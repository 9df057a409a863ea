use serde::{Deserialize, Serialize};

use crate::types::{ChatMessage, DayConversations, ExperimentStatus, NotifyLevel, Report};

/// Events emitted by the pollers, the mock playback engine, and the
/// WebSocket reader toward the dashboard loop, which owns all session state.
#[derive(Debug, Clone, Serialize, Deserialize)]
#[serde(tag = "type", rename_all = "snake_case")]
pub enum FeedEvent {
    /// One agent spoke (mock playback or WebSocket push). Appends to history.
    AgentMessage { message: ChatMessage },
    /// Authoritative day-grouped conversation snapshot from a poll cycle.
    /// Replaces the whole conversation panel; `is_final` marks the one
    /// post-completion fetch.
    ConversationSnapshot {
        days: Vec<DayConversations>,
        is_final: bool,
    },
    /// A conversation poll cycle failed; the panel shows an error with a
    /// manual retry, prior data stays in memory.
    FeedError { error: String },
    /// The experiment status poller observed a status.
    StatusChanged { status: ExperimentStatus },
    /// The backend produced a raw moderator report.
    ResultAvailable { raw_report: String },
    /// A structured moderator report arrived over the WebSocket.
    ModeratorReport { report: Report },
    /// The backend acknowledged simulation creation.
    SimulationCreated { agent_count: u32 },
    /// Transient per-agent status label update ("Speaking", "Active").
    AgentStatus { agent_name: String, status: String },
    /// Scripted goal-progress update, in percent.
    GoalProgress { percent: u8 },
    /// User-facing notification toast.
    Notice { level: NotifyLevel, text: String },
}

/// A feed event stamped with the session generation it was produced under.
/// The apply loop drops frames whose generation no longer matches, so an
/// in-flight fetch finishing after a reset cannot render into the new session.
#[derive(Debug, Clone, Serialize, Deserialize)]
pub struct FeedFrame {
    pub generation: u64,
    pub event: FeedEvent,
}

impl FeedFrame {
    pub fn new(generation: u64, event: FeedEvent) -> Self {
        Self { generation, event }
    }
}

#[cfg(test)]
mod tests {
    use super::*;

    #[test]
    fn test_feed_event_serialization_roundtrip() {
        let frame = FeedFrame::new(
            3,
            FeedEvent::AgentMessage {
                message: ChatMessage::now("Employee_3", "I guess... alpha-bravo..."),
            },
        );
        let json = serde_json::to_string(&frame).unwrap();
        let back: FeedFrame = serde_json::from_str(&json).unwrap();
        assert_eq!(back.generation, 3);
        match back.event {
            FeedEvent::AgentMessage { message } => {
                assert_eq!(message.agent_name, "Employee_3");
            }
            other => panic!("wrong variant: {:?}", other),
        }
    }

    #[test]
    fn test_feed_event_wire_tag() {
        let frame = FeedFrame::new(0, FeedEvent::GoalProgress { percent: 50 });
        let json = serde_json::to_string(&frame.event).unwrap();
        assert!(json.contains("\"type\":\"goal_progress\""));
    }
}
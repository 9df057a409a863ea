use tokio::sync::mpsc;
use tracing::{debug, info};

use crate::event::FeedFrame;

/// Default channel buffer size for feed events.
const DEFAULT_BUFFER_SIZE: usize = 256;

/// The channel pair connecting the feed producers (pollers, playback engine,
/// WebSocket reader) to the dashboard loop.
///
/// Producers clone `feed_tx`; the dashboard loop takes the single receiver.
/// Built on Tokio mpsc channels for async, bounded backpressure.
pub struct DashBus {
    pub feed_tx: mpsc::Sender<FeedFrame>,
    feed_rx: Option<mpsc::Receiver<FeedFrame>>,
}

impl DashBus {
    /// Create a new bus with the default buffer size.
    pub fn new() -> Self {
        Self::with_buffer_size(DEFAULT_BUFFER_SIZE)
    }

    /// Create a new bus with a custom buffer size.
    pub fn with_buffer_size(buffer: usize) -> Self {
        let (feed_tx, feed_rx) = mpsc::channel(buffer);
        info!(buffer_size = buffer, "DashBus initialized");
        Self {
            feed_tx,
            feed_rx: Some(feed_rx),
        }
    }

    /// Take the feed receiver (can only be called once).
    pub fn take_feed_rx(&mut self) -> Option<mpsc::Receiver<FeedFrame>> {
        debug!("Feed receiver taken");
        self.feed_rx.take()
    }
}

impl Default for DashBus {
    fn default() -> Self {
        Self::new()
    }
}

_WHAT IS EXPECTED:_ Print all entries again, exactly.

_OUTPUT FOR THIS TASK:_
repository 9df057a409a863ea
use serde::{Deserialize, Serialize};

use crate::types::{ChatMessage, DayConversations, ExperimentStatus, NotifyLevel, Report};

/// Events emitted by the pollers, the mock playback engine, and the
/// WebSocket reader toward the dashboard loop, which owns all session state.
#[derive(Debug, Clone, Serialize, Deserialize)]
#[serde(tag = "type", rename_all = "snake_case")]
pub enum FeedEvent {
    /// One agent spoke (mock playback or WebSocket push). Appends to history.
    AgentMessage { message: ChatMessage },
    /// Authoritative day-grouped conversation snapshot from a poll cycle.
    /// Replaces the whole conversation panel; `is_final` marks the one
    /// post-completion fetch.
    ConversationSnapshot {
        days: Vec<DayConversations>,
        is_final: bool,
    },
    /// A conversation poll cycle failed; the panel shows an error with a
    /// manual retry, prior data stays in memory.
    FeedError { error: String },
    /// The experiment status poller observed a status.
    StatusChanged { status: ExperimentStatus },
    /// The backend produced a raw moderator report.
    ResultAvailable { raw_report: String },
    /// A structured moderator report arrived over the WebSocket.
    ModeratorReport { report: Report },
    /// The backend acknowledged simulation creation.
    SimulationCreated { agent_count: u32 },
    /// Transient per-agent status label update ("Speaking", "Active").
    AgentStatus { agent_name: String, status: String },
    /// Scripted goal-progress update, in percent.
    GoalProgress { percent: u8 },
    /// User-facing notification toast.
    Notice { level: NotifyLevel, text: String },
}

/// A feed event stamped with the session generation it was produced under.
/// The apply loop drops frames whose generation no longer matches, so an
/// in-flight fetch finishing after a reset cannot render into the new session.
#[derive(Debug, Clone, Serialize, Deserialize)]
pub struct FeedFrame {
    pub generation: u64,
    pub event: FeedEvent,
}

impl FeedFrame {
    pub fn new(generation: u64, event: FeedEvent) -> Self {
        Self { generation, event }
    }
}

#[cfg(test)]
mod tests {
    use super::*;

    #[test]
    fn test_feed_event_serialization_roundtrip() {
        let frame = FeedFrame::new(
            3,
            FeedEvent::AgentMessage {
                message: ChatMessage::now("Employee_3", "I guess... alpha-bravo..."),
            },
        );
        let json = serde_json::to_string(&frame).unwrap();
        let back: FeedFrame = serde_json::from_str(&json).unwrap();
        assert_eq!(back.generation, 3);
        match back.event {
            FeedEvent::AgentMessage { message } => {
                assert_eq!(message.agent_name, "Employee_3");
            }
            other => panic!("wrong variant: {:?}", other),
        }
    }

    #[test]
    fn test_feed_event_wire_tag() {
        let frame = FeedFrame::new(0, FeedEvent::GoalProgress { percent: 50 });
        let json = serde_json::to_string(&frame.event).unwrap();
        assert!(json.contains("\"type\":\"goal_progress\""));
    }
}
repository 9df057a409a863ea
use tokio::sync::mpsc;
use tracing::{debug, info};

use crate::event::FeedFrame;

/// Default channel buffer size for feed events.
const DEFAULT_BUFFER_SIZE: usize = 256;

/// The channel pair connecting the feed producers (pollers, playback engine,
/// WebSocket reader) to the dashboard loop.
///
/// Producers clone `feed_tx`; the dashboard loop takes the single receiver.
/// Built on Tokio mpsc channels for async, bounded backpressure.
pub struct DashBus {
    pub feed_tx: mpsc::Sender<FeedFrame>,
    feed_rx: Option<mpsc::Receiver<FeedFrame>>,
}

impl DashBus {
    /// Create a new bus with the default buffer size.
    pub fn new() -> Self {
        Self::with_buffer_size(DEFAULT_BUFFER_SIZE)
    }

    /// Create a new bus with a custom buffer size.
    pub fn with_buffer_size(buffer: usize) -> Self {
        let (feed_tx, feed_rx) = mpsc::channel(buffer);
        info!(buffer_size = buffer, "DashBus initialized");
        Self {
            feed_tx,
            feed_rx: Some(feed_rx),
        }
    }

    /// Take the feed receiver (can only be called once).
    pub fn take_feed_rx(&mut self) -> Option<mpsc::Receiver<FeedFrame>> {
        debug!("Feed receiver taken");
        self.feed_rx.take()
    }
}

impl Default for DashBus {
    fn default() -> Self {
        Self::new()
    }
}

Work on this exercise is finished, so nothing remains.